[To do]: Looking at each line of the data below, tally those that contain the word "crate" and give only the total.
========
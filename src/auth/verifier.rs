//! Signature verification
//!
//! Resolves the algorithm for a key and checks the signature over the exact
//! signing input. A mismatch is an error like any other failure, so callers
//! never have to reconcile a `false` with an `Err`.

use super::jwks::{asymmetric_algorithm, Jwk};
use super::token::{UnverifiedToken, VerifiedToken, B64URL};
use super::AuthError;
use base64::Engine;
use jsonwebtoken::{Algorithm, DecodingKey};
use tracing::warn;

/// Verify a parsed token against the key its header selected
///
/// # Errors
///
/// `InvalidSignature` on a cryptographic mismatch or an algorithm the key
/// cannot be used with; `KeyFetch` if the key material itself is unusable.
pub fn verify<'a>(token: UnverifiedToken<'a>, key: &Jwk) -> Result<VerifiedToken<'a>, AuthError> {
    let algorithm = resolve_algorithm(key, token.header().alg.as_deref())?;
    let decoding_key = key.to_decoding_key()?;

    verify_signature(
        token.signing_input().as_bytes(),
        token.signature(),
        &decoding_key,
        algorithm,
    )?;

    Ok(token.into_verified())
}

/// Check `signature` over `signing_input` with an already-built key
pub fn verify_signature(
    signing_input: &[u8],
    signature: &[u8],
    key: &DecodingKey,
    algorithm: Algorithm,
) -> Result<(), AuthError> {
    let encoded = B64URL.encode(signature);
    match jsonwebtoken::crypto::verify(&encoded, signing_input, key, algorithm) {
        Ok(true) => Ok(()),
        Ok(false) => {
            warn!(algorithm = ?algorithm, "Signature verification failed");
            Err(AuthError::InvalidSignature)
        }
        Err(e) => {
            warn!(algorithm = ?algorithm, error = %e, "Signature could not be checked");
            Err(AuthError::InvalidSignature)
        }
    }
}

/// Pick the algorithm for `key`
///
/// The key's declared `alg` is authoritative. Without one, the header's
/// `alg` is used. Either way the algorithm must be asymmetric and belong to
/// the key's type.
pub fn resolve_algorithm(key: &Jwk, header_alg: Option<&str>) -> Result<Algorithm, AuthError> {
    let algorithm = match (key.alg.as_deref(), header_alg) {
        (Some(declared), Some(requested)) if declared != requested => {
            warn!(declared, requested, "Token algorithm does not match key");
            return Err(AuthError::InvalidSignature);
        }
        (Some(name), _) | (None, Some(name)) => asymmetric_algorithm(name),
        (None, None) => None,
    };

    let algorithm = algorithm.ok_or_else(|| {
        warn!(alg = ?key.alg.as_deref().or(header_alg), "Unsupported signature algorithm");
        AuthError::InvalidSignature
    })?;

    let compatible = match algorithm {
        Algorithm::RS256
        | Algorithm::RS384
        | Algorithm::RS512
        | Algorithm::PS256
        | Algorithm::PS384
        | Algorithm::PS512 => key.kty == "RSA",
        Algorithm::ES256 | Algorithm::ES384 => key.kty == "EC",
        _ => false,
    };
    if !compatible {
        warn!(kty = %key.kty, algorithm = ?algorithm, "Algorithm does not fit key type");
        return Err(AuthError::InvalidSignature);
    }

    Ok(algorithm)
}

#[cfg(test)]
mod tests {
    use super::*;
    use crate::auth::jwks::KeySet;
    use jsonwebtoken::{encode, EncodingKey, Header};
    use serde_json::json;

    const JWKS: &str = include_str!("../../tests/fixtures/jwks.json");
    const RSA_PRIVATE_KEY: &str = include_str!("../../tests/fixtures/rsa_signing_key.pem");
    const RSA_ROTATED_KEY: &str = include_str!("../../tests/fixtures/rsa_rotated_key.pem");
    const EC_PRIVATE_KEY: &str = include_str!("../../tests/fixtures/ec_signing_key.pem");

    fn key_set() -> KeySet {
        KeySet::from_json(JWKS).unwrap()
    }

    fn sign_rs256(pem: &str, kid: &str) -> String {
        let mut header = Header::new(Algorithm::RS256);
        header.kid = Some(kid.to_string());
        encode(
            &header,
            &json!({"sub": "user123", "exp": 4_000_000_000u64}),
            &EncodingKey::from_rsa_pem(pem.as_bytes()).unwrap(),
        )
        .unwrap()
    }

    #[test]
    fn test_valid_rs256_signature() {
        let keys = key_set();
        let raw = sign_rs256(RSA_PRIVATE_KEY, "signing-key-1");
        let token = UnverifiedToken::parse(&raw).unwrap();
        let jwk = keys.find(token.kid()).unwrap();

        let verified = verify(token, jwk).unwrap();
        assert_eq!(verified.claims().unwrap().get_str("sub"), Some("user123"));
    }

    #[test]
    fn test_valid_es256_signature() {
        let keys = key_set();
        let mut header = Header::new(Algorithm::ES256);
        header.kid = Some("ec-key-1".to_string());
        let raw = encode(
            &header,
            &json!({"sub": "ec-user"}),
            &EncodingKey::from_ec_pem(EC_PRIVATE_KEY.as_bytes()).unwrap(),
        )
        .unwrap();

        let token = UnverifiedToken::parse(&raw).unwrap();
        let jwk = keys.find(token.kid()).unwrap();
        assert!(verify(token, jwk).is_ok());
    }

    #[test]
    fn test_wrong_key_signature_rejected() {
        let keys = key_set();
        // Signed by a key the issuer never published, under a published kid
        let raw = sign_rs256(RSA_ROTATED_KEY, "signing-key-1");
        let token = UnverifiedToken::parse(&raw).unwrap();
        let jwk = keys.find(token.kid()).unwrap();

        assert!(matches!(verify(token, jwk), Err(AuthError::InvalidSignature)));
    }

    #[test]
    fn test_tampered_payload_rejected() {
        let keys = key_set();
        let raw = sign_rs256(RSA_PRIVATE_KEY, "signing-key-1");
        let parts: Vec<&str> = raw.split('.').collect();

        let mut payload = B64URL.decode(parts[1]).unwrap();
        payload[2] ^= 0x01;
        let tampered = format!("{}.{}.{}", parts[0], B64URL.encode(&payload), parts[2]);

        let token = UnverifiedToken::parse(&tampered).unwrap();
        let jwk = keys.find(token.kid()).unwrap();
        assert!(matches!(verify(token, jwk), Err(AuthError::InvalidSignature)));
    }

    #[test]
    fn test_header_algorithm_must_match_key() {
        let keys = key_set();
        let jwk = keys.find("signing-key-1").unwrap();
        assert!(matches!(
            resolve_algorithm(jwk, Some("RS512")),
            Err(AuthError::InvalidSignature)
        ));
        assert_eq!(resolve_algorithm(jwk, Some("RS256")).unwrap(), Algorithm::RS256);
        assert_eq!(resolve_algorithm(jwk, None).unwrap(), Algorithm::RS256);
    }

    #[test]
    fn test_header_algorithm_used_when_key_has_none() {
        let mut jwk = key_set().find("signing-key-1").unwrap().clone();
        jwk.alg = None;
        assert_eq!(resolve_algorithm(&jwk, Some("PS256")).unwrap(), Algorithm::PS256);
        assert!(matches!(
            resolve_algorithm(&jwk, None),
            Err(AuthError::InvalidSignature)
        ));
    }

    #[test]
    fn test_hmac_and_none_rejected() {
        let mut jwk = key_set().find("signing-key-1").unwrap().clone();
        jwk.alg = None;
        for alg in ["HS256", "none"] {
            assert!(matches!(
                resolve_algorithm(&jwk, Some(alg)),
                Err(AuthError::InvalidSignature)
            ));
        }
    }

    #[test]
    fn test_algorithm_family_must_fit_key_type() {
        let mut jwk = key_set().find("signing-key-1").unwrap().clone();
        jwk.alg = Some("ES256".into());
        assert!(matches!(
            resolve_algorithm(&jwk, None),
            Err(AuthError::InvalidSignature)
        ));
    }
}
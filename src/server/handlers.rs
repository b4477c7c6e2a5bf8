//! Request handlers
//!
//! Routes are resolved first; protected routes then run the authenticator
//! and only reach their handler with an [`AuthenticatedUser`]. Every error
//! body is `{"detail": "..."}`.

use super::AppState;
use crate::auth::{AuthError, AuthRequest, AuthenticatedUser};
use crate::messages::{MessageError, MessagePayload};
use crate::metrics;
use crate::router::{ApiRoute, RouterError};
use http_body_util::BodyExt;
use hyper::body::Body;
use hyper::header::{HeaderValue, CONTENT_TYPE, COOKIE, SET_COOKIE, WWW_AUTHENTICATE};
use hyper::{Request, Response, StatusCode};
use serde_json::{json, Value};
use std::collections::HashMap;
use std::convert::Infallible;
use std::fmt::Display;
use std::sync::Arc;
use tracing::{debug, error, info, warn, Instrument};

const EXPIRED_COOKIES: [&str; 2] = [
    "access_token=; Max-Age=0; Path=/; HttpOnly; SameSite=Lax",
    "refresh_token=; Max-Age=0; Path=/; HttpOnly; SameSite=Lax",
];

const EXPIRED_SECURE_COOKIES: [&str; 2] = [
    "access_token=; Max-Age=0; Path=/; HttpOnly; Secure; SameSite=None",
    "refresh_token=; Max-Age=0; Path=/; HttpOnly; Secure; SameSite=None",
];

/// Handle one HTTP request
pub async fn handle_request<B>(
    req: Request<B>,
    state: Arc<AppState>,
) -> Result<Response<String>, Infallible>
where
    B: Body,
    B::Error: Display,
{
    let span = tracing::info_span!(
        "http.request",
        http.method = %req.method(),
        http.target = %req.uri().path(),
    );

    Ok(route_request(req, state).instrument(span).await)
}

async fn route_request<B>(req: Request<B>, state: Arc<AppState>) -> Response<String>
where
    B: Body,
    B::Error: Display,
{
    let route = match ApiRoute::parse(req.method().as_str(), req.uri().path()) {
        Ok(route) => route,
        Err(e) => {
            debug!("{}", e);
            let response = match e {
                RouterError::NotFound(_) => detail(StatusCode::NOT_FOUND, "Not Found"),
                RouterError::MethodNotAllowed(_) => {
                    detail(StatusCode::METHOD_NOT_ALLOWED, "Method Not Allowed")
                }
            };
            metrics::record_request("unmatched", response.status().as_u16());
            return response;
        }
    };

    let response = dispatch(&route, req, &state).await;
    info!(
        route = route.label(),
        status = response.status().as_u16(),
        "Request handled"
    );
    metrics::record_request(route.label(), response.status().as_u16());
    response
}

async fn dispatch<B>(route: &ApiRoute, req: Request<B>, state: &AppState) -> Response<String>
where
    B: Body,
    B::Error: Display,
{
    if !route.requires_auth() {
        return public(route, state);
    }

    let user = match state
        .authenticator
        .authenticate(&build_auth_request(&req))
        .await
    {
        Ok(user) => user,
        Err(e) => return auth_error(&e),
    };
    protected(route, req, &user, state).await
}

/// Handlers reachable without a token
fn public(route: &ApiRoute, state: &AppState) -> Response<String> {
    match route {
        ApiRoute::Health => text(StatusCode::OK, "ok".to_string()),
        ApiRoute::Metrics if state.metrics_enabled => metrics_response(),
        ApiRoute::Logout => logout(state.secure_cookies),
        _ => detail(StatusCode::NOT_FOUND, "Not Found"),
    }
}

/// Handlers that run only after authentication succeeded
async fn protected<B>(
    route: &ApiRoute,
    req: Request<B>,
    user: &AuthenticatedUser,
    state: &AppState,
) -> Response<String>
where
    B: Body,
    B::Error: Display,
{
    match route {
        ApiRoute::CurrentUser => json_response(
            StatusCode::OK,
            json!({"user_id": user.sub, "username": user.username}),
        ),
        ApiRoute::ListMessages => match state.messages.list_for_user(&user.sub).await {
            Ok(messages) => json_response(StatusCode::OK, json!({ "messages": messages })),
            Err(e) => message_error(&e),
        },
        ApiRoute::SendMessage => {
            let payload = match read_payload(req).await {
                Ok(payload) => payload,
                Err(response) => return response,
            };
            match state.messages.send(&user.sub, &payload.content).await {
                Ok((sent, reply)) => {
                    json_response(StatusCode::CREATED, json!({ "messages": [sent, reply] }))
                }
                Err(e) => message_error(&e),
            }
        }
        ApiRoute::EditMessage { id } => {
            let payload = match read_payload(req).await {
                Ok(payload) => payload,
                Err(response) => return response,
            };
            match state.messages.update(id, &user.sub, &payload.content).await {
                Ok(message) => json_response(StatusCode::OK, json!(message)),
                Err(e) => message_error(&e),
            }
        }
        ApiRoute::DeleteMessage { id } => match state.messages.delete(id, &user.sub).await {
            Ok(()) => json_response(StatusCode::OK, json!({"id_message": id, "status": "deleted"})),
            Err(e) => message_error(&e),
        },
        ApiRoute::Health | ApiRoute::Metrics | ApiRoute::Logout => {
            detail(StatusCode::NOT_FOUND, "Not Found")
        }
    }
}

/// Build AuthRequest from request headers
///
/// Repeated `Cookie` headers are joined with `"; "`; for other repeated
/// headers the first value wins.
pub fn build_auth_request<B>(req: &Request<B>) -> AuthRequest {
    let mut headers: HashMap<String, String> = HashMap::new();
    for (name, value) in req.headers() {
        let Ok(value) = value.to_str() else {
            continue;
        };
        headers
            .entry(name.as_str().to_string())
            .and_modify(|existing| {
                if name == COOKIE {
                    existing.push_str("; ");
                    existing.push_str(value);
                }
            })
            .or_insert_with(|| value.to_string());
    }

    AuthRequest {
        headers,
        method: req.method().to_string(),
        path: req.uri().path().to_string(),
    }
}

async fn read_payload<B>(req: Request<B>) -> Result<MessagePayload, Response<String>>
where
    B: Body,
    B::Error: Display,
{
    let body = match req.into_body().collect().await {
        Ok(collected) => collected.to_bytes(),
        Err(e) => {
            error!("Failed to read request body: {}", e);
            return Err(detail(StatusCode::BAD_REQUEST, "Failed to read request body"));
        }
    };

    serde_json::from_slice(&body).map_err(|e| {
        debug!("Invalid message payload: {}", e);
        detail(StatusCode::UNPROCESSABLE_ENTITY, "Invalid request body")
    })
}

fn logout(secure: bool) -> Response<String> {
    let mut response = json_response(StatusCode::OK, json!({"message": "Logout successful"}));
    let cookies = if secure {
        EXPIRED_SECURE_COOKIES
    } else {
        EXPIRED_COOKIES
    };
    for cookie in cookies {
        response
            .headers_mut()
            .append(SET_COOKIE, HeaderValue::from_static(cookie));
    }
    response
}

fn metrics_response() -> Response<String> {
    let mut response = text(StatusCode::OK, metrics::render());
    response.headers_mut().insert(
        CONTENT_TYPE,
        HeaderValue::from_static("text/plain; version=0.0.4"),
    );
    response
}

fn auth_error(e: &AuthError) -> Response<String> {
    let mut response = detail(e.status(), e.detail());
    if e.status() == StatusCode::UNAUTHORIZED {
        response
            .headers_mut()
            .insert(WWW_AUTHENTICATE, HeaderValue::from_static("Bearer"));
    }
    response
}

fn message_error(e: &MessageError) -> Response<String> {
    match e {
        MessageError::NotFound(_) => detail(StatusCode::NOT_FOUND, "Message not found"),
        MessageError::Forbidden(_) => {
            warn!("{}", e);
            detail(StatusCode::FORBIDDEN, "Not allowed to modify this message")
        }
    }
}

fn detail(status: StatusCode, detail: &str) -> Response<String> {
    json_response(status, json!({ "detail": detail }))
}

fn json_response(status: StatusCode, body: Value) -> Response<String> {
    let mut response = Response::new(body.to_string());
    *response.status_mut() = status;
    response
        .headers_mut()
        .insert(CONTENT_TYPE, HeaderValue::from_static("application/json"));
    response
}

fn text(status: StatusCode, body: String) -> Response<String> {
    let mut response = Response::new(body);
    *response.status_mut() = status;
    response
        .headers_mut()
        .insert(CONTENT_TYPE, HeaderValue::from_static("text/plain"));
    response
}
========
[Solved problem]: 5